_Your goal:_ All lines below are to be transcribed exactly.
** Data shown follows **
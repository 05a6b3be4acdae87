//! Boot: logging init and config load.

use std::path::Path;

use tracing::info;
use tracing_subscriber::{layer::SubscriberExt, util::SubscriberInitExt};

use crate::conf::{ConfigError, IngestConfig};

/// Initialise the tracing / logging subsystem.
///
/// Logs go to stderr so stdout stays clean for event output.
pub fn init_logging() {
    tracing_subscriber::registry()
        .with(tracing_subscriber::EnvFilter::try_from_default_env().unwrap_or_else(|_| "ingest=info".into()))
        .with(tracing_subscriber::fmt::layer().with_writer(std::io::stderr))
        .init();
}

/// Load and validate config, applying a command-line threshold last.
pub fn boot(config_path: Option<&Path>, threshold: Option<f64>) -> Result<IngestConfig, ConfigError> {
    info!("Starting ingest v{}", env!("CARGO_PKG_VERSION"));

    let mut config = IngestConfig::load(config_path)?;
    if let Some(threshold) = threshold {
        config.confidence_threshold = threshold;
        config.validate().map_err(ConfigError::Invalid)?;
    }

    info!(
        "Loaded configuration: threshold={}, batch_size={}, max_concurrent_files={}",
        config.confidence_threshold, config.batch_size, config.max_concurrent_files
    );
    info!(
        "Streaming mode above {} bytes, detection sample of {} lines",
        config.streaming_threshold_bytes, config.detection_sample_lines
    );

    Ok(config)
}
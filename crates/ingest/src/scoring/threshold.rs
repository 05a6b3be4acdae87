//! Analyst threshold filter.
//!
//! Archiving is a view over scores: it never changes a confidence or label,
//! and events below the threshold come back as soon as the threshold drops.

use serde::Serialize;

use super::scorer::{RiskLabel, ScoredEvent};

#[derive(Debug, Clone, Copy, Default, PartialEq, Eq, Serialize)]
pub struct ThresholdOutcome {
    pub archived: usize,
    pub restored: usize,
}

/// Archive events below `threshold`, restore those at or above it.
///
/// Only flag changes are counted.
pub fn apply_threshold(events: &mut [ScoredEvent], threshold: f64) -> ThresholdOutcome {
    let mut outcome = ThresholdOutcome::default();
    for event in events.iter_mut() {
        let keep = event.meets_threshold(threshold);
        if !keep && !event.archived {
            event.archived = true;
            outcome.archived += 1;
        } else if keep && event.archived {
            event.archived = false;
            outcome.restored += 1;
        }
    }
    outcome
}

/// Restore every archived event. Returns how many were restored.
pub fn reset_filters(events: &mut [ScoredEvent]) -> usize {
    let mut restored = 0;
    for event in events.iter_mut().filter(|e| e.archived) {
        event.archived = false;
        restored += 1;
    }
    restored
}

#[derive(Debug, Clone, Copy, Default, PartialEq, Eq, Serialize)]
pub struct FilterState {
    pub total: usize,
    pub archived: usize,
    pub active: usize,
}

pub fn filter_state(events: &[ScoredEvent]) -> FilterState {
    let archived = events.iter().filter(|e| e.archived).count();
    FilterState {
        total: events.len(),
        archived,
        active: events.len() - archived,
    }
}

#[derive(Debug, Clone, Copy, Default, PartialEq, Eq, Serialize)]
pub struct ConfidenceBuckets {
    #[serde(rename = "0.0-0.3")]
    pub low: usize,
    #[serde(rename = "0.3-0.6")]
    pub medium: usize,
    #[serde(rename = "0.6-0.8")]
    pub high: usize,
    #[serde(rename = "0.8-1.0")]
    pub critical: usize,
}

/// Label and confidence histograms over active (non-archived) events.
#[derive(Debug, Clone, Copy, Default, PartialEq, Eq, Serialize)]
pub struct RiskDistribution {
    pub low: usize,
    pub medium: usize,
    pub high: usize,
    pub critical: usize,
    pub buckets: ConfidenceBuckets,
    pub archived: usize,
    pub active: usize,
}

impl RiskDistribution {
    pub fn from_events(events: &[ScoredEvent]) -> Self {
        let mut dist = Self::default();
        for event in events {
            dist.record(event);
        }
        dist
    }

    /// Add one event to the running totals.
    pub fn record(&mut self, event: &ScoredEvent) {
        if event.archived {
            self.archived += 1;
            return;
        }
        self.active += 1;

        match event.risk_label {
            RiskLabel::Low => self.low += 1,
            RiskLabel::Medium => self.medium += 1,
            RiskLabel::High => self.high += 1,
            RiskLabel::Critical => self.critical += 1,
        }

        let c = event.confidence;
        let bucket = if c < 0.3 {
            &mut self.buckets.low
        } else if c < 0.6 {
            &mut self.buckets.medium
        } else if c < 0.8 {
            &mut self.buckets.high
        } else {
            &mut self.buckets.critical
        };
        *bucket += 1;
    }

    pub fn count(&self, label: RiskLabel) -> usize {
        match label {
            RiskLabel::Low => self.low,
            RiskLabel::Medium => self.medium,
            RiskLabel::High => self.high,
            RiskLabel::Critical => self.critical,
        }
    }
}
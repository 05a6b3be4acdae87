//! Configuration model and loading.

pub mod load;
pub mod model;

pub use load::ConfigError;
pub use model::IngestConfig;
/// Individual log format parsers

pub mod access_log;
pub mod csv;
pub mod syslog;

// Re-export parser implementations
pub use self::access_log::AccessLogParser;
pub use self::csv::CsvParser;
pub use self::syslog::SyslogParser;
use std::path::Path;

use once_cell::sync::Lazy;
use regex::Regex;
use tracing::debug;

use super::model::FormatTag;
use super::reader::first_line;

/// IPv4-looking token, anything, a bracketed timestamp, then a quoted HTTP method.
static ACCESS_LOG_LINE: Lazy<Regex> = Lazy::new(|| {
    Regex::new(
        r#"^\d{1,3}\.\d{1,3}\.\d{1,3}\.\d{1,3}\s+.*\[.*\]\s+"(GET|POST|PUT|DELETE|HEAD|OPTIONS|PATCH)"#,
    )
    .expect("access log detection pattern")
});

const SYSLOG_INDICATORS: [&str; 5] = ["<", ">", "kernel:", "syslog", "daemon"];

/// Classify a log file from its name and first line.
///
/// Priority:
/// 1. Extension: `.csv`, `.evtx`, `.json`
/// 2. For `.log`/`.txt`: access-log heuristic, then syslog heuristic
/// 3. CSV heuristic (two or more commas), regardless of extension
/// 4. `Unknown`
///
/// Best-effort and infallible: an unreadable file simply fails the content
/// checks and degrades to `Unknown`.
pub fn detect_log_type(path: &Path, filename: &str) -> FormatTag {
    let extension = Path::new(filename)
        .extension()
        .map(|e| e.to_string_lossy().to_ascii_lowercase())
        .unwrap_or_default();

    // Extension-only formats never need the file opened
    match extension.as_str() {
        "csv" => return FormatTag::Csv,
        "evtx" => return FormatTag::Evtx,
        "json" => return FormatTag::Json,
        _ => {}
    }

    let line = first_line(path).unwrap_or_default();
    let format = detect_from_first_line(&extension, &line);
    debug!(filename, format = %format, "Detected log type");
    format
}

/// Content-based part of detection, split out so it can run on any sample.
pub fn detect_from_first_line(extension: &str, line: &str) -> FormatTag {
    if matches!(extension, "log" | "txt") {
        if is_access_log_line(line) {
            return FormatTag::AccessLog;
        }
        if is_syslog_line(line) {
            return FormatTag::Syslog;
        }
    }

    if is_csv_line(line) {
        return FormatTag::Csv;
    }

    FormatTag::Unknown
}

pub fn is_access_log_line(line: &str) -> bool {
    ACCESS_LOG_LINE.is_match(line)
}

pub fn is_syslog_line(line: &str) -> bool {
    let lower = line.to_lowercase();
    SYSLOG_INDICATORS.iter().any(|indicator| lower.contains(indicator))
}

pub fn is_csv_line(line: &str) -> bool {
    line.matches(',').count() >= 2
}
** End of Data shown **
_Worked solution:_
repository 05a6b3be4acdae87
//! Boot: logging init and config load.

use std::path::Path;

use tracing::info;
use tracing_subscriber::{layer::SubscriberExt, util::SubscriberInitExt};

use crate::conf::{ConfigError, IngestConfig};

/// Initialise the tracing / logging subsystem.
///
/// Logs go to stderr so stdout stays clean for event output.
pub fn init_logging() {
    tracing_subscriber::registry()
        .with(tracing_subscriber::EnvFilter::try_from_default_env().unwrap_or_else(|_| "ingest=info".into()))
        .with(tracing_subscriber::fmt::layer().with_writer(std::io::stderr))
        .init();
}

/// Load and validate config, applying a command-line threshold last.
pub fn boot(config_path: Option<&Path>, threshold: Option<f64>) -> Result<IngestConfig, ConfigError> {
    info!("Starting ingest v{}", env!("CARGO_PKG_VERSION"));

    let mut config = IngestConfig::load(config_path)?;
    if let Some(threshold) = threshold {
        config.confidence_threshold = threshold;
        config.validate().map_err(ConfigError::Invalid)?;
    }

    info!(
        "Loaded configuration: threshold={}, batch_size={}, max_concurrent_files={}",
        config.confidence_threshold, config.batch_size, config.max_concurrent_files
    );
    info!(
        "Streaming mode above {} bytes, detection sample of {} lines",
        config.streaming_threshold_bytes, config.detection_sample_lines
    );

    Ok(config)
}
filename crates/ingest/src/scoring/threshold.rs
repository 05a6b3be4acdae87
//! Analyst threshold filter.
//!
//! Archiving is a view over scores: it never changes a confidence or label,
//! and events below the threshold come back as soon as the threshold drops.

use serde::Serialize;

use super::scorer::{RiskLabel, ScoredEvent};

#[derive(Debug, Clone, Copy, Default, PartialEq, Eq, Serialize)]
pub struct ThresholdOutcome {
    pub archived: usize,
    pub restored: usize,
}

/// Archive events below `threshold`, restore those at or above it.
///
/// Only flag changes are counted.
pub fn apply_threshold(events: &mut [ScoredEvent], threshold: f64) -> ThresholdOutcome {
    let mut outcome = ThresholdOutcome::default();
    for event in events.iter_mut() {
        let keep = event.meets_threshold(threshold);
        if !keep && !event.archived {
            event.archived = true;
            outcome.archived += 1;
        } else if keep && event.archived {
            event.archived = false;
            outcome.restored += 1;
        }
    }
    outcome
}

/// Restore every archived event. Returns how many were restored.
pub fn reset_filters(events: &mut [ScoredEvent]) -> usize {
    let mut restored = 0;
    for event in events.iter_mut().filter(|e| e.archived) {
        event.archived = false;
        restored += 1;
    }
    restored
}

#[derive(Debug, Clone, Copy, Default, PartialEq, Eq, Serialize)]
pub struct FilterState {
    pub total: usize,
    pub archived: usize,
    pub active: usize,
}

pub fn filter_state(events: &[ScoredEvent]) -> FilterState {
    let archived = events.iter().filter(|e| e.archived).count();
    FilterState {
        total: events.len(),
        archived,
        active: events.len() - archived,
    }
}

#[derive(Debug, Clone, Copy, Default, PartialEq, Eq, Serialize)]
pub struct ConfidenceBuckets {
    #[serde(rename = "0.0-0.3")]
    pub low: usize,
    #[serde(rename = "0.3-0.6")]
    pub medium: usize,
    #[serde(rename = "0.6-0.8")]
    pub high: usize,
    #[serde(rename = "0.8-1.0")]
    pub critical: usize,
}

/// Label and confidence histograms over active (non-archived) events.
#[derive(Debug, Clone, Copy, Default, PartialEq, Eq, Serialize)]
pub struct RiskDistribution {
    pub low: usize,
    pub medium: usize,
    pub high: usize,
    pub critical: usize,
    pub buckets: ConfidenceBuckets,
    pub archived: usize,
    pub active: usize,
}

impl RiskDistribution {
    pub fn from_events(events: &[ScoredEvent]) -> Self {
        let mut dist = Self::default();
        for event in events {
            dist.record(event);
        }
        dist
    }

    /// Add one event to the running totals.
    pub fn record(&mut self, event: &ScoredEvent) {
        if event.archived {
            self.archived += 1;
            return;
        }
        self.active += 1;

        match event.risk_label {
            RiskLabel::Low => self.low += 1,
            RiskLabel::Medium => self.medium += 1,
            RiskLabel::High => self.high += 1,
            RiskLabel::Critical => self.critical += 1,
        }

        let c = event.confidence;
        let bucket = if c < 0.3 {
            &mut self.buckets.low
        } else if c < 0.6 {
            &mut self.buckets.medium
        } else if c < 0.8 {
            &mut self.buckets.high
        } else {
            &mut self.buckets.critical
        };
        *bucket += 1;
    }

    pub fn count(&self, label: RiskLabel) -> usize {
        match label {
            RiskLabel::Low => self.low,
            RiskLabel::Medium => self.medium,
            RiskLabel::High => self.high,
            RiskLabel::Critical => self.critical,
        }
    }
}
repository 05a6b3be4acdae87
//! Configuration model and loading.

pub mod load;
pub mod model;

pub use load::ConfigError;
pub use model::IngestConfig;
/// Individual log format parsers

pub mod access_log;
pub mod csv;
pub mod syslog;

// Re-export parser implementations
pub use self::access_log::AccessLogParser;
pub use self::csv::CsvParser;
pub use self::syslog::SyslogParser;
use std::path::Path;

use once_cell::sync::Lazy;
use regex::Regex;
use tracing::debug;

use super::model::FormatTag;
use super::reader::first_line;

/// IPv4-looking token, anything, a bracketed timestamp, then a quoted HTTP method.
static ACCESS_LOG_LINE: Lazy<Regex> = Lazy::new(|| {
    Regex::new(
        r#"^\d{1,3}\.\d{1,3}\.\d{1,3}\.\d{1,3}\s+.*\[.*\]\s+"(GET|POST|PUT|DELETE|HEAD|OPTIONS|PATCH)"#,
    )
    .expect("access log detection pattern")
});

const SYSLOG_INDICATORS: [&str; 5] = ["<", ">", "kernel:", "syslog", "daemon"];

/// Classify a log file from its name and first line.
///
/// Priority:
/// 1. Extension: `.csv`, `.evtx`, `.json`
/// 2. For `.log`/`.txt`: access-log heuristic, then syslog heuristic
/// 3. CSV heuristic (two or more commas), regardless of extension
/// 4. `Unknown`
///
/// Best-effort and infallible: an unreadable file simply fails the content
/// checks and degrades to `Unknown`.
pub fn detect_log_type(path: &Path, filename: &str) -> FormatTag {
    let extension = Path::new(filename)
        .extension()
        .map(|e| e.to_string_lossy().to_ascii_lowercase())
        .unwrap_or_default();

    // Extension-only formats never need the file opened
    match extension.as_str() {
        "csv" => return FormatTag::Csv,
        "evtx" => return FormatTag::Evtx,
        "json" => return FormatTag::Json,
        _ => {}
    }

    let line = first_line(path).unwrap_or_default();
    let format = detect_from_first_line(&extension, &line);
    debug!(filename, format = %format, "Detected log type");
    format
}

/// Content-based part of detection, split out so it can run on any sample.
pub fn detect_from_first_line(extension: &str, line: &str) -> FormatTag {
    if matches!(extension, "log" | "txt") {
        if is_access_log_line(line) {
            return FormatTag::AccessLog;
        }
        if is_syslog_line(line) {
            return FormatTag::Syslog;
        }
    }

    if is_csv_line(line) {
        return FormatTag::Csv;
    }

    FormatTag::Unknown
}

pub fn is_access_log_line(line: &str) -> bool {
    ACCESS_LOG_LINE.is_match(line)
}

pub fn is_syslog_line(line: &str) -> bool {
    let lower = line.to_lowercase();
    SYSLOG_INDICATORS.iter().any(|indicator| lower.contains(indicator))
}

pub fn is_csv_line(line: &str) -> bool {
    line.matches(',').count() >= 2
}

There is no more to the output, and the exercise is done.